The software companies supporting ClinGen’s data-sharing requirements as of August 2020
Golden Helix has worked closely with the ClinVar team over the years to ensure that our monthly releases of annotations, with the latest ClinVar variants and CNVs, contain the most complete and useful information for our product. Our clinical interpretation workflows in VSClinical pull in ClinVar classifications, clinical assessments, and gene-level counts into the recommendation engine and interactive criteria supporting plots and tables. We are always impressed with how much is added to ClinVar on a monthly basis. Beyond that, the data is constantly evolving, with improved genomic representations, cleaned up duplications, and updated classifications.
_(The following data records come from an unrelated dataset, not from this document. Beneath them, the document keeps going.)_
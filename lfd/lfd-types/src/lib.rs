//! Core data types for learning from demonstration.
//!
//! This crate provides the data model shared by the transfer and selection
//! crates:
//!
//! - [`SceneState`]: a captured point cloud with optional color
//! - [`ArmTrack`] / [`AugmentedTrajectory`]: per-arm joint motion, end-effector
//!   poses and gripper events over a shared timestep axis
//! - [`Demonstration`]: a named scene plus the motion recorded on it
//! - [`uniform_resample`] / [`demo_resample_timesteps`]: arc-length resampling
//!
//! # Layer 0
//!
//! This is a Layer 0 crate with no robot or solver dependencies.
//!
//! # Quick Start
//!
//! ```
//! use lfd_types::{ArmSide, ArmTrack, AugmentedTrajectory};
//! use nalgebra::{DVector, Isometry3};
//!
//! let track = ArmTrack::new(
//!     vec![Isometry3::identity(), Isometry3::translation(0.1, 0.0, 0.0)],
//!     vec![DVector::zeros(7), DVector::from_element(7, 0.2)],
//!     vec![0.08, 0.0],
//! )
//! .with_events(vec![false, false], vec![false, true]);
//!
//! let traj = AugmentedTrajectory::single(ArmSide::Right, track).unwrap();
//! assert_eq!(traj.n_steps(), 2);
//! assert_eq!(traj.moved_arms(0.01), vec![ArmSide::Right]);
//! ```

#![cfg_attr(not(test), deny(clippy::unwrap_used, clippy::expect_used))]

mod demo;
mod error;
mod resample;
mod scene;
mod side;
mod trajectory;

pub use demo::Demonstration;
pub use error::{TrajectoryError, TrajectoryResult};
pub use resample::{ResampleParams, UniformResample, demo_resample_timesteps, uniform_resample};
pub use scene::SceneState;
pub use side::{ArmSide, FingerSide};
pub use trajectory::{ArmTrack, AugmentedTrajectory};
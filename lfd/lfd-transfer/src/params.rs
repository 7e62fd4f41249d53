//! Transfer and decomposition parameters.

use crate::{TransferError, TransferResult};
use lfd_types::ResampleParams;
use nalgebra::Vector3;

#[cfg(feature = "serde")]
use serde::{Deserialize, Serialize};

/// Continuous collision cost settings.
#[derive(Debug, Clone, Copy, PartialEq)]
#[cfg_attr(feature = "serde", derive(Serialize, Deserialize))]
pub struct CollisionParams {
    /// Penalty coefficient (default: 1000).
    pub coeff: f64,
    /// Safety distance in metres (default: 0.025).
    pub dist_pen: f64,
}

impl Default for CollisionParams {
    fn default() -> Self {
        Self {
            coeff: 1000.0,
            dist_pen: 0.025,
        }
    }
}

/// Settings shared by every transfer strategy.
#[derive(Debug, Clone, PartialEq)]
#[cfg_attr(feature = "serde", derive(Serialize, Deserialize))]
pub struct TransferParams {
    /// Weight of the contact-following cost (default: 1e6).
    pub beta_pos: f64,
    /// Weight of the joint velocity cost (default: 1000).
    pub gamma: f64,
    /// Whether to add the continuous collision cost (default: true).
    pub use_collision_cost: bool,
    /// Collision cost settings.
    pub collision: CollisionParams,
    /// Demonstration resampling scales.
    pub resample: ResampleParams,
    /// Joint range below which an arm counts as idle (default: 0.01).
    pub arm_motion_tolerance: f64,
    /// Pin the first step to the robot's current configuration (default: false).
    pub start_fixed: bool,
    /// Start shoulder-lift joints at their lower limit when there is no
    /// warm start (default: true).
    pub raise_shoulder_init: bool,
    /// Optional per-column joint velocity limits.
    pub joint_vel_limits: Option<Vec<f64>>,
}

impl Default for TransferParams {
    fn default() -> Self {
        Self {
            beta_pos: 1e6,
            gamma: 1000.0,
            use_collision_cost: true,
            collision: CollisionParams::default(),
            resample: ResampleParams::default(),
            arm_motion_tolerance: 0.01,
            start_fixed: false,
            raise_shoulder_init: true,
            joint_vel_limits: None,
        }
    }
}

impl TransferParams {
    /// Creates parameters with defaults.
    #[must_use]
    pub fn new() -> Self {
        Self::default()
    }

    /// Sets the contact-following weight.
    #[must_use]
    pub const fn with_beta_pos(mut self, beta_pos: f64) -> Self {
        self.beta_pos = beta_pos;
        self
    }

    /// Sets the joint velocity weight.
    #[must_use]
    pub const fn with_gamma(mut self, gamma: f64) -> Self {
        self.gamma = gamma;
        self
    }

    /// Enables or disables the collision cost.
    #[must_use]
    pub const fn with_collision_cost(mut self, enabled: bool) -> Self {
        self.use_collision_cost = enabled;
        self
    }

    /// Sets the collision cost settings.
    #[must_use]
    pub const fn with_collision(mut self, collision: CollisionParams) -> Self {
        self.collision = collision;
        self
    }

    /// Sets the resampling scales.
    #[must_use]
    pub const fn with_resample(mut self, resample: ResampleParams) -> Self {
        self.resample = resample;
        self
    }

    /// Pins the first step to the current configuration.
    #[must_use]
    pub const fn with_start_fixed(mut self, start_fixed: bool) -> Self {
        self.start_fixed = start_fixed;
        self
    }

    /// Enables or disables the shoulder-lift initialization.
    #[must_use]
    pub const fn with_raise_shoulder_init(mut self, enabled: bool) -> Self {
        self.raise_shoulder_init = enabled;
        self
    }

    /// Adds a joint velocity limit constraint.
    #[must_use]
    pub fn with_joint_vel_limits(mut self, limits: Vec<f64>) -> Self {
        self.joint_vel_limits = Some(limits);
        self
    }

    /// Checks that weights are finite and non-negative.
    ///
    /// # Errors
    ///
    /// Returns [`TransferError::InvalidParameter`] naming the bad field.
    pub fn validate(&self) -> TransferResult<()> {
        let fields = [
            ("beta_pos", self.beta_pos),
            ("gamma", self.gamma),
            ("collision.coeff", self.collision.coeff),
            ("collision.dist_pen", self.collision.dist_pen),
            ("arm_motion_tolerance", self.arm_motion_tolerance),
        ];
        for (name, value) in fields {
            if !value.is_finite() || value < 0.0 {
                return Err(TransferError::InvalidParameter(format!(
                    "{name} must be finite and non-negative, got {value}"
                )));
            }
        }
        if self.beta_pos == 0.0 {
            return Err(TransferError::InvalidParameter(
                "beta_pos must be positive".to_string(),
            ));
        }
        if let Some(limits) = &self.joint_vel_limits {
            if limits.iter().any(|v| !v.is_finite() || *v <= 0.0) {
                return Err(TransferError::InvalidParameter(
                    "joint velocity limits must be positive".to_string(),
                ));
            }
        }
        self.resample.validate()?;
        Ok(())
    }
}

/// What the decomposition loop does when the solver reports non-convergence.
#[derive(Debug, Clone, Copy, PartialEq, Eq, Default)]
#[cfg_attr(feature = "serde", derive(Serialize, Deserialize))]
pub enum SolverFailurePolicy {
    /// Keep the returned trajectory and continue iterating.
    #[default]
    Continue,
    /// Stop and return the last trajectory from a converged solve.
    Abort,
}

/// Parameters of the dual-decomposition loop.
///
/// # Example
///
/// ```
/// use lfd_transfer::DecompositionParams;
///
/// let params = DecompositionParams::new()
///     .with_max_iterations(5)
///     .with_step_size(1e-2);
/// assert!(params.validate().is_ok());
/// assert!((params.convergence_threshold(10) - 0.3).abs() < 1e-12);
/// ```
#[derive(Debug, Clone, Copy, PartialEq)]
#[cfg_attr(feature = "serde", derive(Serialize, Deserialize))]
pub struct DecompositionParams {
    /// Dual ascent step size (default: 1e-3).
    pub step_size: f64,
    /// Allowed absolute discrepancy per dual entry (default: 1e-2).
    pub threshold_per_entry: f64,
    /// Iteration cap (default: 20).
    pub max_iterations: usize,
    /// Starting value of every dual variable (default: `[1e-3, 0, 0]`).
    pub initial_dual: Vector3<f64>,
    /// Reaction to solver non-convergence (default: continue).
    pub solver_failure: SolverFailurePolicy,
}

impl Default for DecompositionParams {
    fn default() -> Self {
        Self {
            step_size: 1e-3,
            threshold_per_entry: 1e-2,
            max_iterations: 20,
            initial_dual: Vector3::new(1e-3, 0.0, 0.0),
            solver_failure: SolverFailurePolicy::Continue,
        }
    }
}

impl DecompositionParams {
    /// Creates parameters with defaults.
    #[must_use]
    pub fn new() -> Self {
        Self::default()
    }

    /// Sets the dual ascent step size.
    #[must_use]
    pub const fn with_step_size(mut self, step_size: f64) -> Self {
        self.step_size = step_size;
        self
    }

    /// Sets the per-entry convergence threshold.
    #[must_use]
    pub const fn with_threshold_per_entry(mut self, threshold: f64) -> Self {
        self.threshold_per_entry = threshold;
        self
    }

    /// Sets the iteration cap.
    #[must_use]
    pub const fn with_max_iterations(mut self, max_iterations: usize) -> Self {
        self.max_iterations = max_iterations;
        self
    }

    /// Sets the initial dual bias.
    #[must_use]
    pub const fn with_initial_dual(mut self, initial_dual: Vector3<f64>) -> Self {
        self.initial_dual = initial_dual;
        self
    }

    /// Sets the solver failure policy.
    #[must_use]
    pub const fn with_solver_failure(mut self, policy: SolverFailurePolicy) -> Self {
        self.solver_failure = policy;
        self
    }

    /// Total discrepancy below which the loop stops, for `samples` contact points.
    #[must_use]
    #[allow(clippy::cast_precision_loss)]
    pub fn convergence_threshold(&self, samples: usize) -> f64 {
        self.threshold_per_entry * (3 * samples) as f64
    }

    /// Checks the loop settings.
    ///
    /// # Errors
    ///
    /// Returns [`TransferError::InvalidParameter`] naming the bad field.
    pub fn validate(&self) -> TransferResult<()> {
        if !self.step_size.is_finite() || self.step_size < 0.0 {
            return Err(TransferError::InvalidParameter(format!(
                "step_size must be finite and non-negative, got {}",
                self.step_size
            )));
        }
        if !self.threshold_per_entry.is_finite() || self.threshold_per_entry < 0.0 {
            return Err(TransferError::InvalidParameter(format!(
                "threshold_per_entry must be finite and non-negative, got {}",
                self.threshold_per_entry
            )));
        }
        if self.max_iterations == 0 {
            return Err(TransferError::InvalidParameter(
                "max_iterations must be at least 1".to_string(),
            ));
        }
        if self.initial_dual.iter().any(|v| !v.is_finite()) {
            return Err(TransferError::InvalidParameter(
                "initial_dual must be finite".to_string(),
            ));
        }
        Ok(())
    }
}
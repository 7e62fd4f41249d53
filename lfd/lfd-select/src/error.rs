//! Error types for action selection.

use lfd_transfer::TransferError;
use thiserror::Error;

/// Errors raised while ranking or simulating actions.
#[derive(Debug, Error)]
#[non_exhaustive]
pub enum SelectError {
    /// Search parameters are out of range.
    #[error("invalid selection parameter: {0}")]
    InvalidParameter(String),

    /// The cost oracle could not rank the actions.
    #[error("cost oracle failed: {0}")]
    Oracle(String),

    /// The simulator failed to spawn, execute or observe.
    #[error("simulator failed: {0}")]
    Simulator(String),

    /// Scene features and value weights have different lengths.
    #[error("scene features have length {found}, value weights {expected}")]
    FeatureDimension {
        /// Number of weights.
        expected: usize,
        /// Number of features produced.
        found: usize,
    },

    /// Transferring a demonstration failed.
    #[error(transparent)]
    Transfer(#[from] TransferError),
}

/// Result type for action selection.
pub type SelectResult<T> = Result<T, SelectError>;
impl DecomposedTransferer {
    /// Creates the coordinator from a spline factory and a contact-capable
    /// transferer, whose kinematics and solver are reused.
    ///
    /// # Errors
    ///
    /// Returns [`TransferError::IncompatibleConfiguration`] if the factory
    /// does not produce spline registrations or the transferer has no
    /// contact backend, and a parameter error if either parameter set is
    /// invalid.
    pub fn new(
        factory: Arc<dyn RegistrationFactory>,
        transferer: &dyn TrajectoryTransferer,
        params: TransferParams,
        decomposition: DecompositionParams,
    ) -> TransferResult<Self> {
        let backend = require_contact_backend(factory.as_ref(), transferer, "decomposed")?;
        decomposition.validate()?;
        let optimizer = TrajectoryOptimizer::new(
            Arc::clone(&backend.kinematics),
            Arc::clone(&backend.solver),
            params,
        )?;
        Ok(Self {
            factory,
            backend,
            optimizer,
            decomposition,
            warm_start: None,
        })
    }

    /// Uses `transferer`'s output as the initial trajectory guess.
    #[must_use]
    pub fn with_warm_start(mut self, transferer: Arc<dyn TrajectoryTransferer>) -> Self {
        self.warm_start = Some(transferer);
        self
    }

    /// Loop parameters.
    #[must_use]
    pub const fn decomposition(&self) -> &DecompositionParams {
        &self.decomposition
    }

    /// Registers and runs the loop, reporting checkpoints to `observer`.
    ///
    /// # Errors
    ///
    /// Propagates registration and loop errors.
    pub fn transfer_observed(
        &self,
        demo: &Demonstration,
        scene: &SceneState,
        observer: &mut dyn TransferObserver,
    ) -> TransferResult<TransferOutcome> {
        let registration = self.factory.register(demo, scene)?;
        observer.on_registration(&registration);
        let outcome = self.run(&registration, demo, observer)?;
        observer.on_finished(&outcome);
        Ok(outcome)
    }

    /// Runs the loop on an existing registration.
    ///
    /// Hitting the iteration cap is not an error; check
    /// [`TransferDiagnostics::converged`].
    ///
    /// # Errors
    ///
    /// Returns an error on invalid demonstrations, solver failures and
    /// [`TransferError::NumericalInstability`] when the discrepancy stops
    /// being finite.
    #[allow(clippy::too_many_lines)]
    pub fn run(
        &self,
        registration: &Registration,
        demo: &Demonstration,
        observer: &mut dyn TransferObserver,
    ) -> TransferResult<TransferOutcome> {
        let kinematics = self.backend.kinematics.as_ref();
        let params = self.optimizer.params();
        let manip = active_manipulator(demo, params)?;
        let resampled = resample_demo(demo, &manip, params)?;

        let tau = demo_contacts(kinematics, &resampled, &manip)?;
        let tau_flat = tau.flatten();
        let mut lambdas = vec![self.decomposition.initial_dual; tau_flat.len()];
        let mut warp = ThinPlateSpline::fit(
            &registration.source,
            &registration.target,
            &registration.params,
            Some(&DualConstraints::new(tau_flat.clone(), lambdas.clone())?),
        )?;

        let mut trajectory = initial_guess(
            kinematics,
            &manip,
            &resampled,
            params,
            self.warm_start.as_ref().map(|w| (w, registration, demo)),
        )?;
        let threshold = self.decomposition.convergence_threshold(tau_flat.len());
        info!(
            demo = %demo.name,
            manip = %manip.name(),
            steps = resampled.n_steps(),
            contacts = tau_flat.len(),
            threshold,
            "starting decomposed transfer"
        );

        let mut diagnostics = TransferDiagnostics {
            termination: Termination::MaxIterationsReached,
            iterations: 0,
            discrepancies: Vec::new(),
            warp_objectives: Vec::new(),
            solver_objective: f64::NAN,
            final_solve: SolveStatus::Converged,
            unconverged_solves: 0,
        };

        for iteration in 0..self.decomposition.max_iterations {
            diagnostics.iterations = iteration + 1;

            let targets = tau.with_flat(&warp.transform_points(&tau_flat))?;
            let offsets: Vec<Vector3<f64>> = lambdas.iter().map(|l| -l).collect();
            let mut request = self.optimizer.base_request(&manip, &trajectory)?;
            request
                .costs
                .extend(self.optimizer.contact_terms(&targets, Some(&offsets))?);
            let output = self.optimizer.run(&request, &manip)?;

            if output.status == SolveStatus::NotConverged {
                diagnostics.unconverged_solves += 1;
                if self.decomposition.solver_failure == SolverFailurePolicy::Abort {
                    warn!(demo = %demo.name, iteration, "aborting after unconverged solve");
                    diagnostics.termination = Termination::SolverAborted;
                    break;
                }
            }
            trajectory = output.trajectory;
            diagnostics.solver_objective = output.objective;
            diagnostics.final_solve = output.status;

            warp.refit(Some(&DualConstraints::new(
                tau_flat.clone(),
                lambdas.clone(),
            )?))?;
            let warped = warp.transform_points(&tau_flat);
            let achieved = achieved_contacts(kinematics, &manip, &trajectory)?.flatten();

            let diff: Vec<Vector3<f64>> = achieved
                .iter()
                .zip(&warped)
                .map(|(a, w): (&Point3<f64>, &Point3<f64>)| a - w)
                .collect();
            let discrepancy: f64 = diff.iter().map(|d| d.abs().sum()).sum();
            if !discrepancy.is_finite() {
                return Err(TransferError::NumericalInstability {
                    stage: "trajectory-warp discrepancy",
                });
            }
            for (lambda, d) in lambdas.iter_mut().zip(&diff) {
                *lambda -= d * self.decomposition.step_size;
            }

            let warp_objective = warp.objective();
            diagnostics.discrepancies.push(discrepancy);
            diagnostics.warp_objectives.push(warp_objective);
            debug!(
                iteration,
                discrepancy,
                warp_objective,
                solver_objective = output.objective,
                "decomposition iteration"
            );
            observer.on_iteration(&IterationReport {
                iteration,
                discrepancy,
                warp_objective,
                solve_status: output.status,
                warped_points: &warped,
                achieved_points: &achieved,
                lambdas: &lambdas,
            });

            if discrepancy < threshold {
                diagnostics.termination = Termination::Converged;
                break;
            }
        }

        match diagnostics.termination {
            Termination::Converged => info!(
                demo = %demo.name,
                iterations = diagnostics.iterations,
                "decomposed transfer converged"
            ),
            _ => warn!(
                demo = %demo.name,
                iterations = diagnostics.iterations,
                termination = ?diagnostics.termination,
                discrepancy = ?diagnostics.final_discrepancy(),
                "decomposed transfer stopped without converging"
            ),
        }

        let augmented = to_augmented(kinematics, &manip, &trajectory, &resampled)?;
        Ok(TransferOutcome {
            trajectory: augmented,
            joint_trajectory: trajectory,
            manipulator: manip,
            diagnostics,
        })
    }
}
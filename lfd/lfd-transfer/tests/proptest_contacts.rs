//! Property-based tests for contact layouts and joint unwrapping.

#![allow(clippy::unwrap_used)]

use lfd_transfer::{ContactTrajectory, FingerPointsTrajectory, unwrap_column};
use lfd_types::{ArmSide, FingerSide};
use nalgebra::{DMatrix, Point3};
use proptest::prelude::*;
use std::f64::consts::PI;

fn corners() -> impl Strategy<Value = [Point3<f64>; 4]> {
    prop::array::uniform4(prop::array::uniform3(-1.0f64..1.0))
        .prop_map(|c| c.map(|p| Point3::new(p[0], p[1], p[2])))
}

fn contacts() -> impl Strategy<Value = ContactTrajectory> {
    (1usize..6, 1usize..5).prop_flat_map(|(steps, fingers)| {
        prop::collection::vec(prop::collection::vec(corners(), steps), fingers).prop_map(
            |per_finger| {
                let slots = [
                    (ArmSide::Right, FingerSide::Right),
                    (ArmSide::Left, FingerSide::Left),
                    (ArmSide::Right, FingerSide::Left),
                    (ArmSide::Left, FingerSide::Right),
                ];
                let fingers = per_finger
                    .into_iter()
                    .zip(slots)
                    .map(|(points, (arm, finger))| FingerPointsTrajectory::new(arm, finger, points))
                    .collect();
                ContactTrajectory::new(fingers).unwrap()
            },
        )
    })
}

proptest! {
    #[test]
    fn flat_layout_rebuilds_same_trajectory(traj in contacts()) {
        let flat = traj.flatten();
        prop_assert_eq!(flat.len(), traj.point_count());
        prop_assert_eq!(traj.with_flat(&flat).unwrap(), traj);
    }

    #[test]
    fn fingers_are_ordered_by_arm_then_finger(traj in contacts()) {
        let keys: Vec<_> = traj.fingers().iter().map(|f| (f.arm(), f.finger())).collect();
        let mut sorted = keys.clone();
        sorted.sort();
        prop_assert_eq!(keys, sorted);
    }

    #[test]
    fn wrong_flat_length_is_rejected(traj in contacts()) {
        let mut flat = traj.flatten();
        flat.pop();
        prop_assert!(traj.with_flat(&flat).is_err());
    }

    #[test]
    fn unwrapped_column_has_no_jumps(values in prop::collection::vec(-PI..PI, 1..30)) {
        let original = DMatrix::from_column_slice(values.len(), 1, &values);
        let mut unwrapped = original.clone();
        unwrap_column(&mut unwrapped, 0);

        prop_assert!((unwrapped[(0, 0)] - original[(0, 0)]).abs() < 1e-12);
        for t in 1..values.len() {
            prop_assert!((unwrapped[(t, 0)] - unwrapped[(t - 1, 0)]).abs() <= PI + 1e-9);
            let turns = (unwrapped[(t, 0)] - original[(t, 0)]) / (2.0 * PI);
            prop_assert!((turns - turns.round()).abs() < 1e-9);
        }
    }
}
The minimal requirements for meeting the data-sharing software vendor list included the ability to submit the work done in the clinical analysis platform to ClinVar. Our VSClinical assessments are always saved into a shared catalog, and we have recently added the support for exporting selected entries into the specialized format needed for ClinVar submission. If you would like training on how to perform this export, please contact our support team!
Beyond the minimal requirements, there were three additional achievements possible for software vendors. We are pleased to say that we are currently the only software vendor on this list to meet the requirements for all three of these additional achievements! These achievements were determined by the software platform supporting the following capabilities:
- Structured clinical data: The ability to import relevant clinical information into the analysis using structured data such as HPO terms, MONDO IDs, etc.
- Exporting de-identified phenotype data: The ability to export the results of the interpretation and evaluated phenotypes with relevant structured terms (from HPO, MONDO, etc) in a de-identified way.
- Supports use of phenopackets: Export not only the variants but the case-level data evaluated for the patient using the structured data format defined by Phenopacket schema.
We want to thank ClinGen and Dr. Rehm’s continued work to push forward the state of data sharing in the clinical genomic world. We also want to congratulate each and every one of the vendors that participated in this process and made the supported platform list. Of course, it is the clinical labs themselves that generously contribute their work and patient data to these repositories that allow for rare variants and rare diseases to in aggregate have actionable and meaningful clinical outcomes for genetic tests. As NGS testing continues to grow and expands to include new classes of variants such as CNV, we expect these requirements and data sharing guidelines to evolve. We look forward to continuing to work with ClinGen and ClinVar to provide our clinical lab users with the best possible solution for variant analysis as well as the long-term storage and sharing of the resulting interpretations.